Defensive driving also entails using your vehicle’s equipment properly and knowing how and when to use it to avoid a collision. All automobiles are also equipped with safety features that will help to minimize the damage to the car and to the occupants in the event of a crash. Maintenance is needed on this equipment to ensure that it is fully functioning and available in times of emergency.
- Your horn and headlights are effective tools that you can use to avoid a collision with another vehicle, pedestrian or animal. You should sound your horn or flash your lights to alert another driver of your presence and whenever it is necessary to help avoid a collision.

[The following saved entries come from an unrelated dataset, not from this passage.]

impl ArSession {
    pub fn new(config: Config) -> Self {
        let anchors = (0..config.model.anchors).map(|i| TrackedAnchor::new(AnchorId(i))).collect();
        let spinning = config.spin.enabled;
        Self {
            config,
            phase: SessionPhase::Idle,
            model: ModelSlot::Pending,
            anchors,
            sync: None,
            spinning,
            info_panel: false,
            status: STATUS_IDLE.to_string(),
            elapsed: 0.0,
        }
    }

    pub fn config(&self) -> &Config {
        &self.config
    }

    pub fn phase(&self) -> &SessionPhase {
        &self.phase
    }

    pub fn model(&self) -> &ModelSlot {
        &self.model
    }

    pub fn anchors(&self) -> &[TrackedAnchor] {
        &self.anchors
    }

    pub fn synchronizer(&self) -> Option<&PoseSynchronizer> {
        self.sync.as_ref()
    }

    /// Model instances, empty until the model has loaded
    pub fn objects(&self) -> impl Iterator<Item = &VisualObject> {
        self.sync.iter().flat_map(|s| s.objects())
    }

    pub fn is_spinning(&self) -> bool {
        self.spinning
    }

    pub fn spin_label(&self) -> &'static str {
        if self.spinning {
            "Disable Spin"
        } else {
            "Enable Spin"
        }
    }

    pub fn info_panel_visible(&self) -> bool {
        self.info_panel
    }

    pub fn status(&self) -> &str {
        &self.status
    }

    /// Display-only vertical offset for the current frame
    pub fn bob_offset(&self) -> f32 {
        self.config.bob.offset(self.elapsed)
    }

    pub fn any_anchor_visible(&self) -> bool {
        self.anchors.iter().any(|a| a.is_visible())
    }

    fn set_status(&mut self, status: impl Into<String>) {
        self.status = status.into();
        debug!(status = %self.status, "Status changed");
    }

    /// User pressed start. Returns false if the camera is already starting or
    /// running.
    pub fn request_start(&mut self) -> bool {
        match self.phase {
            SessionPhase::Idle | SessionPhase::Failed(_) => {
                self.phase = SessionPhase::Starting;
                self.set_status(STATUS_STARTING);
                info!("AR initialization started");
                true
            }
            SessionPhase::Starting | SessionPhase::Running => false,
        }
    }

    pub fn camera_started(&mut self) {
        if self.phase != SessionPhase::Starting {
            warn!(phase = ?self.phase, "Camera start reported outside of start-up");
        }
        self.phase = SessionPhase::Running;
        self.set_status(STATUS_SCANNING);
        info!("AR started, point the camera at the target");
    }

    pub fn camera_failed(&mut self, reason: impl Into<String>) -> SessionError {
        let err = SessionError::CameraUnavailable(reason.into());
        error!(%err, "Camera start failed");
        self.phase = SessionPhase::Failed(err.to_string());
        self.set_status(STATUS_CAMERA_FAILED);
        err
    }

    /// The model finished loading: create the primary object on anchor 0 and
    /// one replica per further anchor, all at the default pose.
    pub fn model_loaded(&mut self) {
        let defaults = self.config.pose.to_pose();
        let mut sync = PoseSynchronizer::new(
            AnchorId(0),
            self.anchors.iter().skip(1).map(|a| a.id()),
            defaults,
            self.config.smoothing.factor,
            self.config.scale,
        );
        for anchor in &self.anchors {
            sync.set_tracking_state(anchor.id(), anchor.state());
            if let (true, Some(raw)) = (anchor.is_visible(), anchor.raw_pose()) {
                sync.smooth_frame(anchor.id(), &raw);
            }
        }
        info!(instances = sync.len(), "Model loaded");
        self.sync = Some(sync);
        self.model = ModelSlot::Loaded;
        if self.status == STATUS_LOADING {
            let status = if self.any_anchor_visible() {
                STATUS_FOUND
            } else {
                STATUS_SCANNING
            };
            self.set_status(status);
        }
    }

    pub fn model_failed(
        &mut self,
        url: impl Into<String>,
        reason: impl Into<String>,
    ) -> SessionError {
        let err = SessionError::AssetLoad {
            url: url.into(),
            reason: reason.into(),
        };
        error!(%err, "Model load failed");
        self.sync = None;
        self.model = ModelSlot::Failed(err.to_string());
        self.set_status(err.to_string());
        err
    }

    /// User asked to load the model again. Only allowed after a failure.
    pub fn retry_load(&mut self) -> bool {
        if !matches!(self.model, ModelSlot::Failed(_)) {
            return false;
        }
        self.model = ModelSlot::Pending;
        self.set_status(STATUS_LOADING);
        info!("Retrying model load");
        true
    }

    /// Feed one frame of tracking output. Returns the found/lost transitions
    /// it caused, in sample order.
    pub fn observe_frame(&mut self, samples: &[AnchorSample], dt: f32) -> Vec<AnchorEvent> {
        let mut events = Vec::new();
        for sample in samples {
            let Some(anchor) = self.anchors.iter_mut().find(|a| a.id() == sample.anchor) else {
                warn!(anchor = %sample.anchor, "Sample for unconfigured anchor");
                continue;
            };
            let event = anchor.observe(sample.pose);
            let visible_pose = anchor.raw_pose().filter(|_| anchor.is_visible());
            let id = anchor.id();

            if let Some(event) = event {
                self.handle_event(event);
                events.push(event);
            }
            if let (Some(sync), Some(raw)) = (self.sync.as_mut(), visible_pose) {
                sync.smooth_frame(id, &raw);
            }
        }

        if dt.is_finite() && dt > 0.0 {
            self.elapsed += dt;
            if self.spinning {
                if let Some(sync) = self.sync.as_mut() {
                    sync.spin(self.config.spin.speed * dt);
                }
            }
        }
        events
    }

    fn handle_event(&mut self, event: AnchorEvent) {
        match event {
            AnchorEvent::Found(id) => {
                info!(anchor = %id, "Target found");
                if let Some(sync) = self.sync.as_mut() {
                    sync.set_tracking_state(id, crate::anchor::TrackingState::Tracked);
                }
                // A load failure stays on screen until the user retries
                if !matches!(self.model, ModelSlot::Failed(_)) {
                    self.set_status(STATUS_FOUND);
                }
                self.info_panel = true;
            }
            AnchorEvent::Lost(id) => {
                info!(anchor = %id, "Target lost");
                if let Some(sync) = self.sync.as_mut() {
                    sync.set_tracking_state(id, crate::anchor::TrackingState::Frozen);
                }
                if !self.any_anchor_visible() {
                    self.info_panel = false;
                    if !matches!(self.model, ModelSlot::Failed(_)) {
                        self.set_status(STATUS_SCANNING);
                    }
                }
            }
        }
    }

    pub fn toggle_spin(&mut self) -> bool {
        self.spinning = !self.spinning;
        info!(spinning = self.spinning, "Toggled spin");
        self.spinning
    }

    /// Dispatch one UI command
    pub fn apply_control(&mut self, command: ControlCommand) {
        match command {
            ControlCommand::ToggleSpin => {
                self.toggle_spin();
            }
            ControlCommand::ShowInfo => self.info_panel = true,
            ControlCommand::HideInfo => self.info_panel = false,
            _ => {
                if let Some(edit) = command.to_edit(&self.config.controls) {
                    self.apply_edit(edit);
                }
            }
        }
    }

    /// Apply a pose edit to every model instance and report the new value.
    /// Ignored while no model is loaded.
    pub fn apply_edit(&mut self, edit: PoseEditCommand) {
        let Some(sync) = self.sync.as_mut() else {
            debug!(?edit, "No model loaded, ignoring edit");
            return;
        };
        sync.apply_edit(&edit);
        let local = *sync.shared();

        let status = match edit {
            PoseEditCommand::Translate { axis, .. } => {
                format!("Position {axis}: {:.2}", axis.component(local.translation))
            }
            PoseEditCommand::Rotate { axis, .. } => {
                let (yaw, pitch, roll) = local.euler_angles();
                let angle = match axis {
                    Axis::Y => yaw,
                    Axis::X => pitch,
                    Axis::Z => roll,
                };
                format!("Rotation {axis}: {:.1}°", angle.to_degrees())
            }
            PoseEditCommand::Scale { .. } | PoseEditCommand::ScaleBy { .. } => {
                format!("Scale: {:.2}", local.uniform_scale())
            }
            PoseEditCommand::Reset => STATUS_RESET.to_string(),
        };
        self.set_status(status);
    }
}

- On narrow mountain roads, drive as far to the right as possible and sound your horn when you cannot see at least 200 feet ahead due to curves, hills, weather or other obstacles.
- Do not honk your horn:
- Because someone is driving or walking slower than you would like
- To chastise other drivers who have made a mistake
- Because you are angry
- You may also legally flash your headlights under certain circumstances to get the attention of another driver who may not see you.
- You should use your turn signals any time you are changing direction. Signaling lets other drivers know what your intentions are. You should also watch for other drivers signaling their intentions. Use your turn signals even when you do not see any other vehicles around.
- Always use your turn signals when pulling next to or away from a curb or whenever you are entering traffic from a stop or driveway.
- Use your turn signals before turning or changing lanes. You should signal at least 5 seconds before changing lanes. If your signal lights are not working, you may use arm signals.
- Just because you use your turn signal, you should not automatically assume that the space you wish to occupy is clear or that other drivers will make room for you. Always look over your shoulder and check your blind spot before making a lane change.
- Signal continuously during the last 100 feet before turning. If you plan to turn beyond an intersection, do not signal until you are actually in the intersection. Signaling too early may confuse other drivers and they might pull into your path.
- If you plan to turn at an intersection that is close to another side road or business driveway, be especially careful. If you signal too early, drivers leaving the side road or driveway may think you are turning before the intersection and pull out in front of you. It would be better to signal after the driveway, but before the intersection.
- Remember to check your signal after turning, pulling into traffic or changing lanes. Turn it off if it hasn’t done so automatically.
- On sunny days, signal lights may be hard to see. If the sun is bright, it is a good idea to use arms signals in addition to your signal lights.
- Driving defensively requires that you understand the techniques for stopping in an emergency situation and the techniques for skid avoidance and recovery.
- Most drivers hit the brakes first to avoid a collision. However, sometimes this locks the wheels, if you do not have antilock brakes. This, in turn, causes the vehicle to skid, which makes things worse because you lose control of your vehicle.
- To stop quickly in an emergency situation, follow these braking tips.
- Apply a firm and steady pressure on the brake. If the car begins to skid, let up on the brake pedal until the wheels begin to roll again. Then increase the pressure on the brake again, using firm and steady pressure.
- Repeat this process until the vehicle stops.
Note: Remember that you should never pump anti-lock brakes. Simply apply firm, steady pressure until the vehicle stops.
Every vehicle and every driver must have and use their safety restraints. California’s Mandatory Seat Belt Law requires that all passengers and the driver wear a seat-belt. It is the driver’s responsibility to ensure their passengers are wearing a seat-belt.